*** Opening of Source material ***
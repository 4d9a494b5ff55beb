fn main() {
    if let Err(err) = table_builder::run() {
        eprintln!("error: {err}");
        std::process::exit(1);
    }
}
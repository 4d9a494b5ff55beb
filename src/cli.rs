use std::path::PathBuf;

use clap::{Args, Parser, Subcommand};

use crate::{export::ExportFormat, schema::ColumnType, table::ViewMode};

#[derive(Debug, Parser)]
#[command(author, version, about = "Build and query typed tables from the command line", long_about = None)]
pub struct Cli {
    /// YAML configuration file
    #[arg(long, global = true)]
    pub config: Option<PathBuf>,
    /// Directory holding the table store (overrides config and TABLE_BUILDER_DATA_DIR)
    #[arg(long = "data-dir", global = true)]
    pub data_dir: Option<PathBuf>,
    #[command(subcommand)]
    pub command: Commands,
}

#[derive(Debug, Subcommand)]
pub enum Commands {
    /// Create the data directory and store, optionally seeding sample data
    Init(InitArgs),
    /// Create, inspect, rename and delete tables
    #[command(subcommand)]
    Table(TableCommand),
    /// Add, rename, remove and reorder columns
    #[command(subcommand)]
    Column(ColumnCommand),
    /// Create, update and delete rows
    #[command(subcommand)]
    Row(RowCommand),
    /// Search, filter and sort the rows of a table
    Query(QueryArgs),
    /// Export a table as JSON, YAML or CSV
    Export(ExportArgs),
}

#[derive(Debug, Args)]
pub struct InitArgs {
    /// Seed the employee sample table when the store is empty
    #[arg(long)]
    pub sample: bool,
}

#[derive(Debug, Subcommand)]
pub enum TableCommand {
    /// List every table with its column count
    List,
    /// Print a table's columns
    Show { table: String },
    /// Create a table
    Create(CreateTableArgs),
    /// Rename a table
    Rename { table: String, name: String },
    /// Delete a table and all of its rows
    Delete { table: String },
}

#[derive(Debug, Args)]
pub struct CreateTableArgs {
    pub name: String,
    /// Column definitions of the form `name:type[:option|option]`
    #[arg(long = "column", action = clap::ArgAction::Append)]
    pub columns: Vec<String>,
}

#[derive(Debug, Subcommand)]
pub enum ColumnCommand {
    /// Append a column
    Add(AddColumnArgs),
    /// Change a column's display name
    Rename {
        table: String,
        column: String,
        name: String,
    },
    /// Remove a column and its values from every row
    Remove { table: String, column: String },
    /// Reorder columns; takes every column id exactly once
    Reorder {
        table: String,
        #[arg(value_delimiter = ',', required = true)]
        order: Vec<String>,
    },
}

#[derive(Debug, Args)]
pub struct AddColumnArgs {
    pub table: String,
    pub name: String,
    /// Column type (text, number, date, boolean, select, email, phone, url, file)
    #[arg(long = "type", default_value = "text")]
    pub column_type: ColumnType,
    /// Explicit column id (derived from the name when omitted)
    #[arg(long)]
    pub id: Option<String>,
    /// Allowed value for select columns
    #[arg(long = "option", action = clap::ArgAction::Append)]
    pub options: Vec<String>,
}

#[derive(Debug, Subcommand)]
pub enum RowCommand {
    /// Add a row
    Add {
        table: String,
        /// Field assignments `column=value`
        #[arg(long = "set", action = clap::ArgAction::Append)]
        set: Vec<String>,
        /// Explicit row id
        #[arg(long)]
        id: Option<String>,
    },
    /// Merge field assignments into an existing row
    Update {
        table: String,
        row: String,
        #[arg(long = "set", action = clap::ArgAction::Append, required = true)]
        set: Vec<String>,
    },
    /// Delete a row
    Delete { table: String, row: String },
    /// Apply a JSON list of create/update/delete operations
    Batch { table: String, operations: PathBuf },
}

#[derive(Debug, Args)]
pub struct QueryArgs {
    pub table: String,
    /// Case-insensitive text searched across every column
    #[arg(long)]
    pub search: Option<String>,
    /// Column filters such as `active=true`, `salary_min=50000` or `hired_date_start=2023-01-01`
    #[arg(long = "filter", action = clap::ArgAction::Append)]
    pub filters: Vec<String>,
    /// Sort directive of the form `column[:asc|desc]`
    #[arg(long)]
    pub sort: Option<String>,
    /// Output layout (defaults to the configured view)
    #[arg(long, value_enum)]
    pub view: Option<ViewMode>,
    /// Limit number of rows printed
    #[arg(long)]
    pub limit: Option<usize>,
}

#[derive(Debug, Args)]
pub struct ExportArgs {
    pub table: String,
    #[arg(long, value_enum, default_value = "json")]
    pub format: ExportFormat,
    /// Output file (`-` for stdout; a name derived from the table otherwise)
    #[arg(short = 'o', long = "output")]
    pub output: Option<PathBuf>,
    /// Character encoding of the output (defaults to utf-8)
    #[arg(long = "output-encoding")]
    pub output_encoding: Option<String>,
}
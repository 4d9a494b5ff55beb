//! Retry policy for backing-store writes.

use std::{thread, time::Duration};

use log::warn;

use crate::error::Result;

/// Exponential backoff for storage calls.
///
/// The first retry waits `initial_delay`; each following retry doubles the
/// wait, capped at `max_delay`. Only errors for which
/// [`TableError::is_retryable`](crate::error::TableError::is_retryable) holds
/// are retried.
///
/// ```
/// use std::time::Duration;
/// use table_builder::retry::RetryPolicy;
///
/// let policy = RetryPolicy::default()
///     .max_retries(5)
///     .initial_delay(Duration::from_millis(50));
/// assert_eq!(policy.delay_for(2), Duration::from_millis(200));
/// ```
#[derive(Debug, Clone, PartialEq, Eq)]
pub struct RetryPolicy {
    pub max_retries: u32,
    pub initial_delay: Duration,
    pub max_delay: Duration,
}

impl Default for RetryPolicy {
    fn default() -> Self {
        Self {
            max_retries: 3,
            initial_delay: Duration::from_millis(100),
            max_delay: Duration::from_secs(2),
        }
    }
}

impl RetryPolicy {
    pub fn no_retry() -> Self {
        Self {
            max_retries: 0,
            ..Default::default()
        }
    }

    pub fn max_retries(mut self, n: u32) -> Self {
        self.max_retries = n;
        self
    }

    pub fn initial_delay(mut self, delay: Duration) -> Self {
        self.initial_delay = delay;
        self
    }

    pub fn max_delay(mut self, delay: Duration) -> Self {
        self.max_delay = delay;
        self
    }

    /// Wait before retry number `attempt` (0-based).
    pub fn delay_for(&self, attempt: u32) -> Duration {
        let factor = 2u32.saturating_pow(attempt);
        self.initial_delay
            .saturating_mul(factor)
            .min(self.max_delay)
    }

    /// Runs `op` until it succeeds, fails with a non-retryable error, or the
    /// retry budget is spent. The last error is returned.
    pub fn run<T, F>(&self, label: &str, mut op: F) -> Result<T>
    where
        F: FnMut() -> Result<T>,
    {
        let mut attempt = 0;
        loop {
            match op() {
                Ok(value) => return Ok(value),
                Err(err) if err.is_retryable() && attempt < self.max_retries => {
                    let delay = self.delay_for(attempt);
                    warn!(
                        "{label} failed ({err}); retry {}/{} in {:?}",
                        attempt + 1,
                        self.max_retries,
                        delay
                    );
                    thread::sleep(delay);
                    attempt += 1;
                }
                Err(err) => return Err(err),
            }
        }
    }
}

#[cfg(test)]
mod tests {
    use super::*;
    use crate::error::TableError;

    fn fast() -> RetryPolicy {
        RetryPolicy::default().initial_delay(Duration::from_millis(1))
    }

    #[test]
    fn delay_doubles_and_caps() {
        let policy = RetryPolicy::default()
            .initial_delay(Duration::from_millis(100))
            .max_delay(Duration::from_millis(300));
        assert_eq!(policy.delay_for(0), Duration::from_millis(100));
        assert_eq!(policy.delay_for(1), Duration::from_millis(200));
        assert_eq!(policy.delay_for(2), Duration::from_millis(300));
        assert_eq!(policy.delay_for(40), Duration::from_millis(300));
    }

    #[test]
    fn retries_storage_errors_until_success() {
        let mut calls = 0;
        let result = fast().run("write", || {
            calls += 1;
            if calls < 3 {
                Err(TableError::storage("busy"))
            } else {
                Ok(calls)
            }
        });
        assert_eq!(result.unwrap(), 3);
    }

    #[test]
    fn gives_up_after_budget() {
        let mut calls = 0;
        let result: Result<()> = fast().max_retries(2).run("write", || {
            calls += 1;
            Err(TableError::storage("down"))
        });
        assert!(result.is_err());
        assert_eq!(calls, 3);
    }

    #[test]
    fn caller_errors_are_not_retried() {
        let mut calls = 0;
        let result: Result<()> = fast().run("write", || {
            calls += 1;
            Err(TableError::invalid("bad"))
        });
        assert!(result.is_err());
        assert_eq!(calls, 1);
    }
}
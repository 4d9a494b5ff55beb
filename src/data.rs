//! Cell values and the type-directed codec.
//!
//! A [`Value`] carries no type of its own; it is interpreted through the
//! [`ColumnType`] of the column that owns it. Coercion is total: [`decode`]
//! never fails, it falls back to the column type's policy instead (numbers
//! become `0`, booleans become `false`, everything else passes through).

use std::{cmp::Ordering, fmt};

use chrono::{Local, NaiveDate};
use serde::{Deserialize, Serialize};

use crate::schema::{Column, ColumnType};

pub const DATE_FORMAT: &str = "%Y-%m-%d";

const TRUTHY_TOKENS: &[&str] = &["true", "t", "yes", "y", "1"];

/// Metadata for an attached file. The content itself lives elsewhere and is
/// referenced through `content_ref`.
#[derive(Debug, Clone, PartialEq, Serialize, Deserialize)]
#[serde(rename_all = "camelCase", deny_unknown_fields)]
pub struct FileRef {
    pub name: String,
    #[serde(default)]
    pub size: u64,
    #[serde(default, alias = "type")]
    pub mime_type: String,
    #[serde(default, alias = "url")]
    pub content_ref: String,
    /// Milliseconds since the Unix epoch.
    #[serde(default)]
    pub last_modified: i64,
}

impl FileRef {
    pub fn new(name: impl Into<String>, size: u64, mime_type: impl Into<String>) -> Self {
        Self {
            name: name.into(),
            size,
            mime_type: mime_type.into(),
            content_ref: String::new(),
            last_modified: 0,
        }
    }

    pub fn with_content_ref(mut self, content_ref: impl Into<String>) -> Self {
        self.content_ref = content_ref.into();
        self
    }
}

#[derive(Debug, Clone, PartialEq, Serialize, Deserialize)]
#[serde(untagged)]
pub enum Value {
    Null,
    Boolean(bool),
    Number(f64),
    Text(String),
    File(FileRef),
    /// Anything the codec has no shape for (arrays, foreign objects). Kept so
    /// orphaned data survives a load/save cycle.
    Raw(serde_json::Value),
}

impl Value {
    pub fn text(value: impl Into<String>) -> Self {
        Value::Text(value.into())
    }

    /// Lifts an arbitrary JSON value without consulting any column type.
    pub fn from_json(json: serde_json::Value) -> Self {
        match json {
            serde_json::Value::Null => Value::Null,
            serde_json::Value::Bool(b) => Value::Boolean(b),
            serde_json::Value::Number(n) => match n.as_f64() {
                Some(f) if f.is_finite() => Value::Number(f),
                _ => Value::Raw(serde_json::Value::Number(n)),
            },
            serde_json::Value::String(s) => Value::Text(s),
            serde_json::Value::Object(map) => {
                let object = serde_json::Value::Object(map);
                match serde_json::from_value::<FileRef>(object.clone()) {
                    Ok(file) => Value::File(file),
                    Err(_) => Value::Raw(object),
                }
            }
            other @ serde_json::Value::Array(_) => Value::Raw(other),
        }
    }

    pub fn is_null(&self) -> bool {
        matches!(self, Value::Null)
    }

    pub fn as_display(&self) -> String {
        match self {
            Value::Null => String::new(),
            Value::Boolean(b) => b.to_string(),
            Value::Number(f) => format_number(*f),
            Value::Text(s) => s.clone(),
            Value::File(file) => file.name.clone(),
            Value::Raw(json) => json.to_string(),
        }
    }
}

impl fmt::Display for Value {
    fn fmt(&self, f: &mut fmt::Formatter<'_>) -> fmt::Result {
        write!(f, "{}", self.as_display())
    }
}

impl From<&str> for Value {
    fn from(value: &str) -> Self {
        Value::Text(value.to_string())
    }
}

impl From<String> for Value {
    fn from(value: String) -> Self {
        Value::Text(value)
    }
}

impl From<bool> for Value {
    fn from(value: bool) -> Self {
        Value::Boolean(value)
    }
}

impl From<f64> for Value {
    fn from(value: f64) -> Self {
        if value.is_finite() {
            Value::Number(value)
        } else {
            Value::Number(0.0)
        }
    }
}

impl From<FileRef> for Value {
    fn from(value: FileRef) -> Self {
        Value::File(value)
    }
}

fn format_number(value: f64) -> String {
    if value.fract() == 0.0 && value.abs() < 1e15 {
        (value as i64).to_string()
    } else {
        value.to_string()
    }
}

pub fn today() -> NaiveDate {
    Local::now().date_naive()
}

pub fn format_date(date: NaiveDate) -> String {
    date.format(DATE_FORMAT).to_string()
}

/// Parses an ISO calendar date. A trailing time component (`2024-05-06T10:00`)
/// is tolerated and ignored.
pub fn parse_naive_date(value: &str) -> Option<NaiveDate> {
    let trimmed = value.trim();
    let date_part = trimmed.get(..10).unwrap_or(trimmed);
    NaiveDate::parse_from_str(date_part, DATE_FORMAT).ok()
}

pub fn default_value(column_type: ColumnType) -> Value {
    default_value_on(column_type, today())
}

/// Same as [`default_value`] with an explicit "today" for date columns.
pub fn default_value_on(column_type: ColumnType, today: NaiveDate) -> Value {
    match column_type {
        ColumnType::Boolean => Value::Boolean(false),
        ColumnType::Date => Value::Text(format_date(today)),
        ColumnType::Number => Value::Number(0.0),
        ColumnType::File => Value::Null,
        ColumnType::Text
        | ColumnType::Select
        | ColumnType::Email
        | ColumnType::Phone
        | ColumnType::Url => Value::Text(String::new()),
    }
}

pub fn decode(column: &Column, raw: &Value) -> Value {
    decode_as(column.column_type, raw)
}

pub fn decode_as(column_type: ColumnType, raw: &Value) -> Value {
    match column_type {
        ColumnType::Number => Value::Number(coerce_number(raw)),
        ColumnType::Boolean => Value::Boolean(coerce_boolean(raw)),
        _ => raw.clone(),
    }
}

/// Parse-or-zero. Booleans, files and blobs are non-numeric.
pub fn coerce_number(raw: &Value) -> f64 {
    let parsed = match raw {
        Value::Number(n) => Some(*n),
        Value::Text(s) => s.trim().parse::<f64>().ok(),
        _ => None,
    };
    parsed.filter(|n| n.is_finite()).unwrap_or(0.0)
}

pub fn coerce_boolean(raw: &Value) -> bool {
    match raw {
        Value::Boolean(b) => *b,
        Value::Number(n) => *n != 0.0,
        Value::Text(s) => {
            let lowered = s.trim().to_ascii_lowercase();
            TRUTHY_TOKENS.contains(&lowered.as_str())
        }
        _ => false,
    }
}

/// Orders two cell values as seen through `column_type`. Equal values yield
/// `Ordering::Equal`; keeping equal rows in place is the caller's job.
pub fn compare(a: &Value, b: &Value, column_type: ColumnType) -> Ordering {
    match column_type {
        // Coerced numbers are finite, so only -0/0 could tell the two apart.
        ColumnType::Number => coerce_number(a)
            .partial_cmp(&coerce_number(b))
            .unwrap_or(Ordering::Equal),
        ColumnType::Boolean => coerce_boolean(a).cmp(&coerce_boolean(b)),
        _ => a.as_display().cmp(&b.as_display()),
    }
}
*** Close of Source material ***
▸ **What this task involves**
From the material above, set down exactly the lines between the line holding "let factor = 2u32.saturating_pow(attempt);" and the line holding "if calls < 3", inclusive. Include nothing else.

▸ **Task result**
        let factor = 2u32.saturating_pow(attempt);
        self.initial_delay
            .saturating_mul(factor)
            .min(self.max_delay)
    }

    /// Runs `op` until it succeeds, fails with a non-retryable error, or the
    /// retry budget is spent. The last error is returned.
    pub fn run<T, F>(&self, label: &str, mut op: F) -> Result<T>
    where
        F: FnMut() -> Result<T>,
    {
        let mut attempt = 0;
        loop {
            match op() {
                Ok(value) => return Ok(value),
                Err(err) if err.is_retryable() && attempt < self.max_retries => {
                    let delay = self.delay_for(attempt);
                    warn!(
                        "{label} failed ({err}); retry {}/{} in {:?}",
                        attempt + 1,
                        self.max_retries,
                        delay
                    );
                    thread::sleep(delay);
                    attempt += 1;
                }
                Err(err) => return Err(err),
            }
        }
    }
}

#[cfg(test)]
mod tests {
    use super::*;
    use crate::error::TableError;

    fn fast() -> RetryPolicy {
        RetryPolicy::default().initial_delay(Duration::from_millis(1))
    }

    #[test]
    fn delay_doubles_and_caps() {
        let policy = RetryPolicy::default()
            .initial_delay(Duration::from_millis(100))
            .max_delay(Duration::from_millis(300));
        assert_eq!(policy.delay_for(0), Duration::from_millis(100));
        assert_eq!(policy.delay_for(1), Duration::from_millis(200));
        assert_eq!(policy.delay_for(2), Duration::from_millis(300));
        assert_eq!(policy.delay_for(40), Duration::from_millis(300));
    }

    #[test]
    fn retries_storage_errors_until_success() {
        let mut calls = 0;
        let result = fast().run("write", || {
            calls += 1;
            if calls < 3 {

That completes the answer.